ウミガメの姿は、タヒチの島々の手工芸品、タトゥー、伝説に登場します。ウミガメの模様は、タパ布、彫像や彫刻に使用しているほか、タトゥーのデザインにも、刻む人の守護と幸運の象徴、環境へのリスペクトとして用いられています。ディズニー映画『モアナと伝説の海』では、ウミガメがキャラクターとして登場します。タヒチの島々のラグーンでダイビングやシュノーケリングをしているときにウミガメに遭遇すると、みな感動し、魅了されます。とてもすばらしい生き物であるウミガメの保護に役立つことをしたいなら、テ・マナ・オ・テ・モアナという団体に連絡をしてみるか、ボラボラ・タートルセンターを訪れてみてはいかがでしょうか。
絶滅危惧種のウミガメ
タヒチの島々の海に生息するウミガメの数は、違法な釣り、海水汚染といった海の生息環境の破壊で年々、驚くほど減っています。ありがたいことに、現在、このすばらしい生き物を守るための取り組みを行う地元の団体がいくつかあります。

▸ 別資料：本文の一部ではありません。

// Data models for the migration: entity schemas, relationship types and node attributes
use serde::Deserialize;
use std::collections::BTreeMap;
use std::fmt;

/// The kinds of records that become graph nodes.
#[derive(Debug, Clone, Copy, PartialEq, Eq, Hash, PartialOrd, Ord)]
pub enum EntityType {
    Artist,
    Genre,
    Label,
    Goal,
    Release,
    Review,
    /// Derived from the `country` column of artists, labels and releases.
    Country,
}

/// Exported entity types in dependency order: every type only references
/// types that appear before it.
pub const MIGRATION_ORDER: [EntityType; 6] = [
    EntityType::Artist,
    EntityType::Genre,
    EntityType::Label,
    EntityType::Goal,
    EntityType::Release,
    EntityType::Review,
];

/// Association export listing the secondary genres of each release.
pub const RELEASE_GENRE_FILE: &str = "release_genre.csv";

/// Column holding the free-text country name on artists, labels and releases.
pub const COUNTRY_COLUMN: &str = "country";

#[derive(Debug, Clone, Copy, PartialEq, Eq)]
pub enum ColumnKind {
    Text,
    Integer,
}

/// One column of an export file header.
#[derive(Debug, Clone, Copy, PartialEq, Eq)]
pub struct ColumnSpec {
    pub name: &'static str,
    pub kind: ColumnKind,
    /// Row is rejected when this cell is empty.
    pub required: bool,
}

impl ColumnSpec {
    const fn text(name: &'static str) -> Self {
        Self {
            name,
            kind: ColumnKind::Text,
            required: false,
        }
    }

    const fn integer(name: &'static str) -> Self {
        Self {
            name,
            kind: ColumnKind::Integer,
            required: false,
        }
    }

    const fn required(name: &'static str) -> Self {
        Self {
            name,
            kind: ColumnKind::Text,
            required: true,
        }
    }
}

/// A foreign-key column and the relationship it becomes.
#[derive(Debug, Clone, Copy, PartialEq, Eq)]
pub struct ForeignKey {
    pub column: &'static str,
    pub target: EntityType,
    pub relation: RelationType,
}

const ARTIST_COLUMNS: &[ColumnSpec] = &[
    ColumnSpec::required("id"),
    ColumnSpec::required("name"),
    ColumnSpec::text("mbid"),
    ColumnSpec::text("image"),
    ColumnSpec::text("country"),
    ColumnSpec::text("type"),
    ColumnSpec::text("begin"),
    ColumnSpec::text("end"),
    ColumnSpec::text("date_added"),
];

// Labels share the artist layout in the source schema.
const LABEL_COLUMNS: &[ColumnSpec] = ARTIST_COLUMNS;

const GENRE_COLUMNS: &[ColumnSpec] = &[
    ColumnSpec::required("id"),
    ColumnSpec::required("name"),
    ColumnSpec::text("date_added"),
];

const GOAL_COLUMNS: &[ColumnSpec] = &[
    ColumnSpec::required("id"),
    ColumnSpec::text("start"),
    ColumnSpec::text("end"),
    ColumnSpec::text("completed"),
    ColumnSpec::text("type"),
    ColumnSpec::integer("amount"),
    ColumnSpec::text("date_added"),
];

const RELEASE_COLUMNS: &[ColumnSpec] = &[
    ColumnSpec::required("id"),
    ColumnSpec::required("name"),
    ColumnSpec::text("mbid"),
    ColumnSpec::text("image"),
    ColumnSpec::text("country"),
    ColumnSpec::text("artist_id"),
    ColumnSpec::text("label_id"),
    ColumnSpec::integer("year"),
    ColumnSpec::integer("runtime"),
    ColumnSpec::integer("rating"),
    ColumnSpec::text("listen_date"),
    ColumnSpec::integer("track_count"),
    ColumnSpec::text("main_genre_id"),
    ColumnSpec::text("date_added"),
];

const REVIEW_COLUMNS: &[ColumnSpec] = &[
    ColumnSpec::required("id"),
    ColumnSpec::text("timestamp"),
    ColumnSpec::text("text"),
    ColumnSpec::text("release_id"),
    ColumnSpec::text("date_added"),
];

const COUNTRY_COLUMNS: &[ColumnSpec] = &[ColumnSpec::required("name")];

const RELEASE_FOREIGN_KEYS: &[ForeignKey] = &[
    ForeignKey {
        column: "artist_id",
        target: EntityType::Artist,
        relation: RelationType::MadeBy,
    },
    ForeignKey {
        column: "label_id",
        target: EntityType::Label,
        relation: RelationType::ReleasedBy,
    },
    ForeignKey {
        column: "main_genre_id",
        target: EntityType::Genre,
        relation: RelationType::HasGenre,
    },
];

const REVIEW_FOREIGN_KEYS: &[ForeignKey] = &[ForeignKey {
    column: "release_id",
    target: EntityType::Release,
    relation: RelationType::IsAbout,
}];

impl EntityType {
    /// Node label in the graph.
    pub fn label(&self) -> &'static str {
        match self {
            EntityType::Artist => "Artist",
            EntityType::Genre => "Genre",
            EntityType::Label => "Label",
            EntityType::Goal => "Goal",
            EntityType::Release => "Release",
            EntityType::Review => "Review",
            EntityType::Country => "Country",
        }
    }

    /// Export file name, or `None` for derived types.
    pub fn export_file(&self) -> Option<&'static str> {
        match self {
            EntityType::Artist => Some("artist.csv"),
            EntityType::Genre => Some("genre.csv"),
            EntityType::Label => Some("label.csv"),
            EntityType::Goal => Some("goal.csv"),
            EntityType::Release => Some("release.csv"),
            EntityType::Review => Some("review.csv"),
            EntityType::Country => None,
        }
    }

    pub fn columns(&self) -> &'static [ColumnSpec] {
        match self {
            EntityType::Artist => ARTIST_COLUMNS,
            EntityType::Genre => GENRE_COLUMNS,
            EntityType::Label => LABEL_COLUMNS,
            EntityType::Goal => GOAL_COLUMNS,
            EntityType::Release => RELEASE_COLUMNS,
            EntityType::Review => REVIEW_COLUMNS,
            EntityType::Country => COUNTRY_COLUMNS,
        }
    }

    pub fn column(&self, name: &str) -> Option<&'static ColumnSpec> {
        self.columns().iter().find(|c| c.name == name)
    }

    pub fn foreign_keys(&self) -> &'static [ForeignKey] {
        match self {
            EntityType::Release => RELEASE_FOREIGN_KEYS,
            EntityType::Review => REVIEW_FOREIGN_KEYS,
            _ => &[],
        }
    }

    /// Relationship linking this entity to the country named in its row.
    pub fn country_relation(&self) -> Option<RelationType> {
        match self {
            EntityType::Artist | EntityType::Label => Some(RelationType::IsFrom),
            EntityType::Release => Some(RelationType::ReleasedIn),
            _ => None,
        }
    }

    /// Properties that must be unique among nodes of this type when set.
    pub fn unique_properties(&self) -> &'static [&'static str] {
        match self {
            EntityType::Artist
            | EntityType::Genre
            | EntityType::Label
            | EntityType::Release
            | EntityType::Country => &["mbid"],
            EntityType::Goal | EntityType::Review => &[],
        }
    }

    /// Property that identifies a node of this type, used for indexing.
    pub fn key_property(&self) -> &'static str {
        match self {
            EntityType::Country => "name",
            _ => "id",
        }
    }
}

impl fmt::Display for EntityType {
    fn fmt(&self, f: &mut fmt::Formatter<'_>) -> fmt::Result {
        f.write_str(self.label())
    }
}

/// Relationship types created by the migration.
#[derive(Debug, Clone, Copy, PartialEq, Eq, Hash, PartialOrd, Ord)]
pub enum RelationType {
    MadeBy,
    ReleasedBy,
    HasGenre,
    IsAbout,
    IsFrom,
    ReleasedIn,
}

impl RelationType {
    pub fn as_str(&self) -> &'static str {
        match self {
            RelationType::MadeBy => "MADE_BY",
            RelationType::ReleasedBy => "RELEASED_BY",
            RelationType::HasGenre => "HAS_GENRE",
            RelationType::IsAbout => "IS_ABOUT",
            RelationType::IsFrom => "IS_FROM",
            RelationType::ReleasedIn => "RELEASED_IN",
        }
    }
}

impl fmt::Display for RelationType {
    fn fmt(&self, f: &mut fmt::Formatter<'_>) -> fmt::Result {
        f.write_str(self.as_str())
    }
}

/// Opaque node identifier assigned by the graph store.
#[derive(Debug, Clone, PartialEq, Eq, Hash, PartialOrd, Ord)]
pub struct NodeId(String);

impl NodeId {
    pub fn new(id: impl Into<String>) -> Self {
        Self(id.into())
    }

    pub fn as_str(&self) -> &str {
        &self.0
    }
}

impl fmt::Display for NodeId {
    fn fmt(&self, f: &mut fmt::Formatter<'_>) -> fmt::Result {
        f.write_str(&self.0)
    }
}

#[derive(Debug, Clone, PartialEq, Eq)]
pub enum AttributeValue {
    Text(String),
    Integer(i64),
}

impl AttributeValue {
    pub fn as_text(&self) -> Option<&str> {
        match self {
            AttributeValue::Text(s) => Some(s),
            AttributeValue::Integer(_) => None,
        }
    }

    pub fn as_integer(&self) -> Option<i64> {
        match self {
            AttributeValue::Integer(n) => Some(*n),
            AttributeValue::Text(_) => None,
        }
    }
}

impl fmt::Display for AttributeValue {
    fn fmt(&self, f: &mut fmt::Formatter<'_>) -> fmt::Result {
        match self {
            AttributeValue::Text(s) => f.write_str(s),
            AttributeValue::Integer(n) => write!(f, "{}", n),
        }
    }
}

impl From<&str> for AttributeValue {
    fn from(value: &str) -> Self {
        AttributeValue::Text(value.to_string())
    }
}

impl From<i64> for AttributeValue {
    fn from(value: i64) -> Self {
        AttributeValue::Integer(value)
    }
}

/// Node properties keyed by source column name.
pub type Attributes = BTreeMap<String, AttributeValue>;

/// One row of the release/genre association export.
#[derive(Debug, Clone, PartialEq, Eq, Deserialize)]
pub struct ReleaseGenre {
    pub release_id: String,
    pub genre_id: String,
}

#[cfg(test)]
mod tests {
    use super::*;

    #[test]
    fn migration_order_respects_foreign_keys() {
        for (position, entity) in MIGRATION_ORDER.iter().enumerate() {
            for fk in entity.foreign_keys() {
                let target_position = MIGRATION_ORDER
                    .iter()
                    .position(|e| *e == fk.target)
                    .expect("foreign key target is exported");
                assert!(
                    target_position < position,
                    "{} references {} which is migrated later",
                    entity,
                    fk.target
                );
            }
        }
    }

    #[test]
    fn foreign_key_columns_are_part_of_the_layout() {
        for entity in MIGRATION_ORDER {
            for fk in entity.foreign_keys() {
                assert!(entity.column(fk.column).is_some(), "{}.{}", entity, fk.column);
            }
            if entity.country_relation().is_some() {
                assert!(entity.column(COUNTRY_COLUMN).is_some());
            }
        }
    }

    #[test]
    fn every_exported_entity_requires_an_id() {
        for entity in MIGRATION_ORDER {
            let id = entity.column("id").expect("id column");
            assert!(id.required);
            assert!(entity.export_file().is_some());
        }
        assert!(EntityType::Country.export_file().is_none());
    }

    #[test]
    fn exported_musicbrainz_ids_are_unique() {
        for entity in [EntityType::Artist, EntityType::Label, EntityType::Release] {
            assert_eq!(entity.unique_properties(), &["mbid"]);
            assert!(entity.column("mbid").is_some(), "{}", entity);
        }
        assert!(EntityType::Goal.unique_properties().is_empty());
        assert!(EntityType::Review.unique_properties().is_empty());
    }

    #[test]
    fn relation_names_match_graph_schema() {
        assert_eq!(RelationType::MadeBy.to_string(), "MADE_BY");
        assert_eq!(RelationType::ReleasedBy.to_string(), "RELEASED_BY");
        assert_eq!(RelationType::HasGenre.to_string(), "HAS_GENRE");
        assert_eq!(RelationType::IsAbout.to_string(), "IS_ABOUT");
        assert_eq!(EntityType::Release.to_string(), "Release");
    }
}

島の漁師たちもウミガメの産卵地を守るために、保護団体と密接に協力し合っています。ビーチをきれいにする活動では、ウミガメの孵化の障害となる特にプラスチックのゴミや漂流物をなくそうとしています。テ・マナ・オ・テ・モアナという団体は、一般向けの啓発キャンペーンや教育プロジェクトを実施して、美しいウミガメの危機について伝えています。また、この団体はタヒチ島を拠点にしており、傷ついたウミガメを治療して、自然環境に戻すクリニックを開いています。ボラボラ・タートルセンターは、タヒチの海に生息するウミガメのケアと保護に取り組んでいます。